US East Coast petroleum marketers remain in "a tough situation" Friday, according to Dan Gilligan, president of the Petroleum Marketers Association of America, in the wake of Hurricane Sandy.
"It looks like everyone is doing everything they can to improve supply in NJ and NY," said Gilligan in an email response to questions. "Some of the tax issues have been resolved for interstate deliveries and emergency officials are working on getting generators to gas stations without power."
"Nonetheless, it remains a very tough situation," he said.
Local New York media have shown long lines of cars at gasoline stations that have power, with reports of drivers waiting hours to fill up their tanks.
While there is no estimate of total retail outages at this time, Shell on Thursday detailed its regional outages.
As of 8:00 a.m. CDT time (1300 GMT) on Thursday, Shell said its branded network in the most heavily impacted areas was estimated as follows: 84% open in Connecticut, 47% open in New Jersey, 62% open in New York and 83% open in Pennsylvania. "For surrounding states along the East Coast, our analysis indicates that approximately 98% of our sites are open for business," the company said in an update on its website.

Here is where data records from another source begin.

use crate::common::Value;

use super::{CmpOp, FilterExpr};

/// Creates a fluent filter builder for the specified field name.
///
/// This function initializes a filter builder that allows chaining of
/// comparison and membership operations on a specific field:
///
/// ```ignore
/// let filter = field("price").gt(10).and(field("category").eq("web"));
/// ```
///
/// # Arguments
///
/// * `field_name` - The name of the field to filter on
///
/// # Returns
///
/// A `FluentFilter` builder for constructing field-specific filters
pub fn field(field_name: &str) -> FluentFilter {
    FluentFilter {
        field_name: field_name.to_string(),
    }
}

/// A fluent builder for constructing filters on a specific field.
///
/// `FluentFilter` provides chainable methods for creating filters with
/// various conditions including equality, comparison operators, membership,
/// and regex matching. Each method returns a [FilterExpr] that can be used
/// directly in a query or combined with other filters.
pub struct FluentFilter {
    field_name: String,
}

impl FluentFilter {
    /// Creates a filter matching documents where the field equals the value.
    #[inline]
    pub fn eq<T: Into<Value>>(self, value: T) -> FilterExpr {
        FilterExpr::Eq(self.field_name, value.into())
    }

    /// Creates a filter matching documents where the field differs from the
    /// value.
    #[inline]
    pub fn ne<T: Into<Value>>(self, value: T) -> FilterExpr {
        FilterExpr::Cmp(self.field_name, CmpOp::Ne, value.into())
    }

    /// Creates a filter matching documents where the field is greater than
    /// the value.
    #[inline]
    pub fn gt<T: Into<Value>>(self, value: T) -> FilterExpr {
        FilterExpr::Cmp(self.field_name, CmpOp::Gt, value.into())
    }

    /// Creates a filter matching documents where the field is greater than or
    /// equal to the value.
    #[inline]
    pub fn gte<T: Into<Value>>(self, value: T) -> FilterExpr {
        FilterExpr::Cmp(self.field_name, CmpOp::Gte, value.into())
    }

    /// Creates a filter matching documents where the field is less than the
    /// value.
    #[inline]
    pub fn lt<T: Into<Value>>(self, value: T) -> FilterExpr {
        FilterExpr::Cmp(self.field_name, CmpOp::Lt, value.into())
    }

    /// Creates a filter matching documents where the field is less than or
    /// equal to the value.
    #[inline]
    pub fn lte<T: Into<Value>>(self, value: T) -> FilterExpr {
        FilterExpr::Cmp(self.field_name, CmpOp::Lte, value.into())
    }

    /// Creates a filter matching documents where the field value is a member
    /// of the given list.
    pub fn one_of<T: Into<Value>>(self, values: Vec<T>) -> FilterExpr {
        FilterExpr::In(
            self.field_name,
            values.into_iter().map(Into::into).collect(),
        )
    }

    /// Creates a filter matching documents where the field value is not a
    /// member of the given list.
    pub fn not_one_of<T: Into<Value>>(self, values: Vec<T>) -> FilterExpr {
        FilterExpr::NotIn(
            self.field_name,
            values.into_iter().map(Into::into).collect(),
        )
    }

    /// Creates a filter matching documents where the string field matches the
    /// regex pattern.
    ///
    /// The pattern is passed through to the store as-is; it is not escaped.
    pub fn matches_pattern(self, pattern: &str, case_insensitive: bool) -> FilterExpr {
        FilterExpr::Regex {
            field: self.field_name,
            pattern: pattern.to_string(),
            case_insensitive,
        }
    }
}

/// Creates a case-sensitive filter matching string fields that start with the
/// given prefix.
///
/// This is a constructor convention over the regex operator, not a separate
/// grammar primitive: the prefix is escaped and anchored.
pub fn starts_with(field_name: &str, prefix: &str) -> FilterExpr {
    FilterExpr::Regex {
        field: field_name.to_string(),
        pattern: format!("^{}", regex::escape(prefix)),
        case_insensitive: false,
    }
}

/// Creates a case-sensitive filter matching string fields that end with the
/// given suffix.
pub fn ends_with(field_name: &str, suffix: &str) -> FilterExpr {
    FilterExpr::Regex {
        field: field_name.to_string(),
        pattern: format!("{}$", regex::escape(suffix)),
        case_insensitive: false,
    }
}

/// Creates a case-sensitive filter matching string fields that contain the
/// given text.
pub fn contains(field_name: &str, needle: &str) -> FilterExpr {
    FilterExpr::Regex {
        field: field_name.to_string(),
        pattern: regex::escape(needle),
        case_insensitive: false,
    }
}

#[cfg(test)]
mod tests {
    use super::*;
    use crate::record;

    #[test]
    fn test_eq_builder() {
        let filter = field("author").eq("marcus");
        assert_eq!(
            filter,
            FilterExpr::Eq("author".to_string(), Value::from("marcus"))
        );
    }

    #[test]
    fn test_comparison_builders() {
        assert_eq!(
            field("price").gt(10),
            FilterExpr::Cmp("price".to_string(), CmpOp::Gt, Value::I64(10))
        );
        assert_eq!(
            field("price").gte(10),
            FilterExpr::Cmp("price".to_string(), CmpOp::Gte, Value::I64(10))
        );
        assert_eq!(
            field("price").lt(10),
            FilterExpr::Cmp("price".to_string(), CmpOp::Lt, Value::I64(10))
        );
        assert_eq!(
            field("price").lte(10),
            FilterExpr::Cmp("price".to_string(), CmpOp::Lte, Value::I64(10))
        );
        assert_eq!(
            field("price").ne(10),
            FilterExpr::Cmp("price".to_string(), CmpOp::Ne, Value::I64(10))
        );
    }

    #[test]
    fn test_membership_builders() {
        let filter = field("category").one_of(vec!["web", "mobile"]);
        assert_eq!(
            filter,
            FilterExpr::In(
                "category".to_string(),
                vec![Value::from("web"), Value::from("mobile")]
            )
        );
    }

    #[test]
    fn test_matches_pattern_builder() {
        let filter = field("author").matches_pattern("^mar", true);
        assert_eq!(
            filter,
            FilterExpr::Regex {
                field: "author".to_string(),
                pattern: "^mar".to_string(),
                case_insensitive: true,
            }
        );
    }

    #[test]
    fn test_starts_with_compiles_to_anchored_pattern() {
        let filter = starts_with("author", "marcus");
        assert_eq!(
            filter,
            FilterExpr::Regex {
                field: "author".to_string(),
                pattern: "^marcus".to_string(),
                case_insensitive: false,
            }
        );
    }

    #[test]
    fn test_starts_with_semantics() {
        let filter = starts_with("author", "marcus");
        assert!(filter.matches(&record! { author: "marcus rules" }).unwrap());
        assert!(!filter.matches(&record! { author: "notmarcus" }).unwrap());
        // case-sensitive by construction
        assert!(!filter.matches(&record! { author: "Marcus rules" }).unwrap());
    }

    #[test]
    fn test_starts_with_escapes_metacharacters() {
        let filter = starts_with("code", "a.b");
        assert!(filter.matches(&record! { code: "a.b-rest" }).unwrap());
        assert!(!filter.matches(&record! { code: "axb-rest" }).unwrap());
    }

    #[test]
    fn test_ends_with_semantics() {
        let filter = ends_with("author", "cus");
        assert!(filter.matches(&record! { author: "marcus" }).unwrap());
        assert!(!filter.matches(&record! { author: "cusmar" }).unwrap());
    }

    #[test]
    fn test_contains_semantics() {
        let filter = contains("author", "arc");
        assert!(filter.matches(&record! { author: "marcus" }).unwrap());
        assert!(!filter.matches(&record! { author: "helena" }).unwrap());
    }
}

Lines for fuel at some Hess gasoline stations are miles long in the New York metropolitan area, the Hess CEO said Friday.
"Many of our stations have three-mile long lines," John Hess said on a third-quarter earnings call. Consumers are waiting three hours and gasoline sales are two to three times what they typically would be, Hess added. He said eight or nine stations are closed "due to flooding." A Hess spokesman later said Hess owns about 186 fuel stations in the New York City metropolitan area, which was slammed by Hurricane Sandy this week.